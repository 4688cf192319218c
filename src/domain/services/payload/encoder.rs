//! Binary payload encoder, the inverse of the decoder

use super::types::{tx_type, DecodedPayload, Payload};
use crate::domain::models::PropertyMetadata;

#[derive(Default)]
struct PayloadWriter {
    buf: Vec<u8>,
}

impl PayloadWriter {
    fn u8(&mut self, v: u8) -> &mut Self {
        self.buf.push(v);
        self
    }

    fn u16(&mut self, v: u16) -> &mut Self {
        self.buf.extend_from_slice(&v.to_be_bytes());
        self
    }

    fn u32(&mut self, v: u32) -> &mut Self {
        self.buf.extend_from_slice(&v.to_be_bytes());
        self
    }

    fn u64(&mut self, v: u64) -> &mut Self {
        self.buf.extend_from_slice(&v.to_be_bytes());
        self
    }

    /// Writes at most 255 bytes followed by the terminator
    fn string(&mut self, v: &str) -> &mut Self {
        let bytes = v.as_bytes();
        let len = bytes.len().min(255);
        self.buf.extend_from_slice(&bytes[..len]);
        self.buf.push(0);
        self
    }

    fn metadata(&mut self, m: &PropertyMetadata) -> &mut Self {
        self.string(&m.category)
            .string(&m.subcategory)
            .string(&m.name)
            .string(&m.url)
            .string(&m.data)
    }
}

/// Encode a payload with an explicit version
pub fn encode_payload(decoded: &DecodedPayload) -> Vec<u8> {
    let mut w = PayloadWriter::default();
    w.u16(decoded.version).u16(decoded.payload.tx_type());

    match &decoded.payload {
        Payload::SimpleSend { property, amount } | Payload::DexAcceptOffer { property, amount } => {
            w.u32(*property).u64(*amount);
        }
        Payload::SendToOwners {
            property,
            amount,
            distribution_property,
        } => {
            w.u32(*property).u64(*amount);
            if let Some(distribution) = distribution_property {
                w.u32(*distribution);
            }
        }
        Payload::SendAll { ecosystem } => {
            w.u8(*ecosystem);
        }
        Payload::DexSellOffer {
            property,
            amount,
            desired,
            time_limit,
            min_fee,
            action,
        } => {
            w.u32(*property)
                .u64(*amount)
                .u64(*desired)
                .u8(*time_limit)
                .u64(*min_fee)
                .u8(action.to_u8());
        }
        Payload::CreatePropertyFixed {
            ecosystem,
            property_type,
            previous_property,
            metadata,
            amount,
        } => {
            w.u8(*ecosystem)
                .u16(*property_type)
                .u32(*previous_property)
                .metadata(metadata)
                .u64(*amount);
        }
        Payload::CreatePropertyVariable {
            ecosystem,
            property_type,
            previous_property,
            metadata,
            desired_property,
            tokens_per_unit,
            deadline,
            early_bonus,
            issuer_percent,
        } => {
            w.u8(*ecosystem)
                .u16(*property_type)
                .u32(*previous_property)
                .metadata(metadata)
                .u32(*desired_property)
                .u64(*tokens_per_unit)
                .u64(*deadline)
                .u8(*early_bonus)
                .u8(*issuer_percent);
        }
        Payload::CloseCrowdsale { property } => {
            w.u32(*property);
        }
        Payload::CreatePropertyManual {
            ecosystem,
            property_type,
            previous_property,
            metadata,
        } => {
            w.u8(*ecosystem)
                .u16(*property_type)
                .u32(*previous_property)
                .metadata(metadata);
        }
        Payload::GrantTokens {
            property,
            amount,
            memo,
        }
        | Payload::RevokeTokens {
            property,
            amount,
            memo,
        } => {
            w.u32(*property).u64(*amount).string(memo);
        }
        Payload::Deactivation { feature_id } => {
            w.u16(*feature_id);
        }
        Payload::Activation {
            feature_id,
            activation_block,
            min_client_version,
        } => {
            w.u16(*feature_id).u32(*activation_block).u32(*min_client_version);
        }
    }

    w.buf
}

/// Encode a payload with the default version for its type
pub fn encode(payload: Payload) -> Vec<u8> {
    encode_payload(&DecodedPayload::new(default_version(&payload), payload))
}

/// Hex form of `encode`
pub fn encode_hex(payload: Payload) -> String {
    hex::encode(encode(payload))
}

/// Lowest version able to carry the payload
pub fn default_version(payload: &Payload) -> u16 {
    match payload {
        Payload::SendToOwners {
            distribution_property: Some(_),
            ..
        } => 1,
        Payload::DexSellOffer { .. } => 1,
        Payload::Deactivation { .. } | Payload::Activation { .. } => tx_type::CONTROL_VERSION,
        _ => 0,
    }
}

#[cfg(test)]
mod tests {
    use super::*;
    use crate::domain::models::OfferAction;
    use crate::domain::services::payload::decode_payload;

    #[test]
    fn test_encode_simple_send_vector() {
        let hex = encode_hex(Payload::SimpleSend {
            property: 4,
            amount: 1,
        });
        assert_eq!(hex, "00000000000000040000000000000001");
    }

    #[test]
    fn test_encode_dex_offer_vector() {
        let hex = encode_hex(Payload::DexSellOffer {
            property: 4,
            amount: 100_000_000,
            desired: 1_500_000_000,
            time_limit: 10,
            min_fee: 1000,
            action: OfferAction::New,
        });
        assert_eq!(
            hex,
            "00010014000000040000000005f5e1000000000059682f000a00000000000003e801"
        );
    }

    #[test]
    fn test_encode_fixed_issuance_vector() {
        let hex = encode_hex(Payload::CreatePropertyFixed {
            ecosystem: 2,
            property_type: 2,
            previous_property: 0,
            metadata: PropertyMetadata {
                name: "TDiv".to_string(),
                ..Default::default()
            },
            amount: 1_000_000,
        });
        assert_eq!(hex, "000000320200020000000000005444697600000000000000000f4240");
    }

    #[test]
    fn test_encode_activation_decodes_back() {
        let payload = Payload::Activation {
            feature_id: 3,
            activation_block: 120,
            min_client_version: 999,
        };
        let decoded = decode_payload(&encode(payload.clone())).unwrap();
        assert_eq!(decoded.version, tx_type::CONTROL_VERSION);
        assert_eq!(decoded.payload, payload);
    }

    #[test]
    fn test_long_strings_are_truncated() {
        let payload = Payload::CreatePropertyManual {
            ecosystem: 1,
            property_type: 1,
            previous_property: 0,
            metadata: PropertyMetadata {
                name: "x".repeat(300),
                ..Default::default()
            },
        };
        let decoded = decode_payload(&encode(payload)).unwrap();
        match decoded.payload {
            Payload::CreatePropertyManual { metadata, .. } => assert_eq!(metadata.name.len(), 255),
            other => panic!("unexpected payload {:?}", other),
        }
    }
}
----
Task instructions: Transcribe every entry in the listing, word for word.

Exercise answer:
repository 4688cf192319218c
filename src/domain/services/payload/encoder.rs
//! Binary payload encoder, the inverse of the decoder

use super::types::{tx_type, DecodedPayload, Payload};
use crate::domain::models::PropertyMetadata;

#[derive(Default)]
struct PayloadWriter {
    buf: Vec<u8>,
}

impl PayloadWriter {
    fn u8(&mut self, v: u8) -> &mut Self {
        self.buf.push(v);
        self
    }

    fn u16(&mut self, v: u16) -> &mut Self {
        self.buf.extend_from_slice(&v.to_be_bytes());
        self
    }

    fn u32(&mut self, v: u32) -> &mut Self {
        self.buf.extend_from_slice(&v.to_be_bytes());
        self
    }

    fn u64(&mut self, v: u64) -> &mut Self {
        self.buf.extend_from_slice(&v.to_be_bytes());
        self
    }

    /// Writes at most 255 bytes followed by the terminator
    fn string(&mut self, v: &str) -> &mut Self {
        let bytes = v.as_bytes();
        let len = bytes.len().min(255);
        self.buf.extend_from_slice(&bytes[..len]);
        self.buf.push(0);
        self
    }

    fn metadata(&mut self, m: &PropertyMetadata) -> &mut Self {
        self.string(&m.category)
            .string(&m.subcategory)
            .string(&m.name)
            .string(&m.url)
            .string(&m.data)
    }
}

/// Encode a payload with an explicit version
pub fn encode_payload(decoded: &DecodedPayload) -> Vec<u8> {
    let mut w = PayloadWriter::default();
    w.u16(decoded.version).u16(decoded.payload.tx_type());

    match &decoded.payload {
        Payload::SimpleSend { property, amount } | Payload::DexAcceptOffer { property, amount } => {
            w.u32(*property).u64(*amount);
        }
        Payload::SendToOwners {
            property,
            amount,
            distribution_property,
        } => {
            w.u32(*property).u64(*amount);
            if let Some(distribution) = distribution_property {
                w.u32(*distribution);
            }
        }
        Payload::SendAll { ecosystem } => {
            w.u8(*ecosystem);
        }
        Payload::DexSellOffer {
            property,
            amount,
            desired,
            time_limit,
            min_fee,
            action,
        } => {
            w.u32(*property)
                .u64(*amount)
                .u64(*desired)
                .u8(*time_limit)
                .u64(*min_fee)
                .u8(action.to_u8());
        }
        Payload::CreatePropertyFixed {
            ecosystem,
            property_type,
            previous_property,
            metadata,
            amount,
        } => {
            w.u8(*ecosystem)
                .u16(*property_type)
                .u32(*previous_property)
                .metadata(metadata)
                .u64(*amount);
        }
        Payload::CreatePropertyVariable {
            ecosystem,
            property_type,
            previous_property,
            metadata,
            desired_property,
            tokens_per_unit,
            deadline,
            early_bonus,
            issuer_percent,
        } => {
            w.u8(*ecosystem)
                .u16(*property_type)
                .u32(*previous_property)
                .metadata(metadata)
                .u32(*desired_property)
                .u64(*tokens_per_unit)
                .u64(*deadline)
                .u8(*early_bonus)
                .u8(*issuer_percent);
        }
        Payload::CloseCrowdsale { property } => {
            w.u32(*property);
        }
        Payload::CreatePropertyManual {
            ecosystem,
            property_type,
            previous_property,
            metadata,
        } => {
            w.u8(*ecosystem)
                .u16(*property_type)
                .u32(*previous_property)
                .metadata(metadata);
        }
        Payload::GrantTokens {
            property,
            amount,
            memo,
        }
        | Payload::RevokeTokens {
            property,
            amount,
            memo,
        } => {
            w.u32(*property).u64(*amount).string(memo);
        }
        Payload::Deactivation { feature_id } => {
            w.u16(*feature_id);
        }
        Payload::Activation {
            feature_id,
            activation_block,
            min_client_version,
        } => {
            w.u16(*feature_id).u32(*activation_block).u32(*min_client_version);
        }
    }

    w.buf
}

/// Encode a payload with the default version for its type
pub fn encode(payload: Payload) -> Vec<u8> {
    encode_payload(&DecodedPayload::new(default_version(&payload), payload))
}

/// Hex form of `encode`
pub fn encode_hex(payload: Payload) -> String {
    hex::encode(encode(payload))
}

/// Lowest version able to carry the payload
pub fn default_version(payload: &Payload) -> u16 {
    match payload {
        Payload::SendToOwners {
            distribution_property: Some(_),
            ..
        } => 1,
        Payload::DexSellOffer { .. } => 1,
        Payload::Deactivation { .. } | Payload::Activation { .. } => tx_type::CONTROL_VERSION,
        _ => 0,
    }
}

#[cfg(test)]
mod tests {
    use super::*;
    use crate::domain::models::OfferAction;
    use crate::domain::services::payload::decode_payload;

    #[test]
    fn test_encode_simple_send_vector() {
        let hex = encode_hex(Payload::SimpleSend {
            property: 4,
            amount: 1,
        });
        assert_eq!(hex, "00000000000000040000000000000001");
    }

    #[test]
    fn test_encode_dex_offer_vector() {
        let hex = encode_hex(Payload::DexSellOffer {
            property: 4,
            amount: 100_000_000,
            desired: 1_500_000_000,
            time_limit: 10,
            min_fee: 1000,
            action: OfferAction::New,
        });
        assert_eq!(
            hex,
            "00010014000000040000000005f5e1000000000059682f000a00000000000003e801"
        );
    }

    #[test]
    fn test_encode_fixed_issuance_vector() {
        let hex = encode_hex(Payload::CreatePropertyFixed {
            ecosystem: 2,
            property_type: 2,
            previous_property: 0,
            metadata: PropertyMetadata {
                name: "TDiv".to_string(),
                ..Default::default()
            },
            amount: 1_000_000,
        });
        assert_eq!(hex, "000000320200020000000000005444697600000000000000000f4240");
    }

    #[test]
    fn test_encode_activation_decodes_back() {
        let payload = Payload::Activation {
            feature_id: 3,
            activation_block: 120,
            min_client_version: 999,
        };
        let decoded = decode_payload(&encode(payload.clone())).unwrap();
        assert_eq!(decoded.version, tx_type::CONTROL_VERSION);
        assert_eq!(decoded.payload, payload);
    }

    #[test]
    fn test_long_strings_are_truncated() {
        let payload = Payload::CreatePropertyManual {
            ecosystem: 1,
            property_type: 1,
            previous_property: 0,
            metadata: PropertyMetadata {
                name: "x".repeat(300),
                ..Default::default()
            },
        };
        let decoded = decode_payload(&encode(payload)).unwrap();
        match decoded.payload {
            Payload::CreatePropertyManual { metadata, .. } => assert_eq!(metadata.name.len(), 255),
            other => panic!("unexpected payload {:?}", other),
        }
    }
}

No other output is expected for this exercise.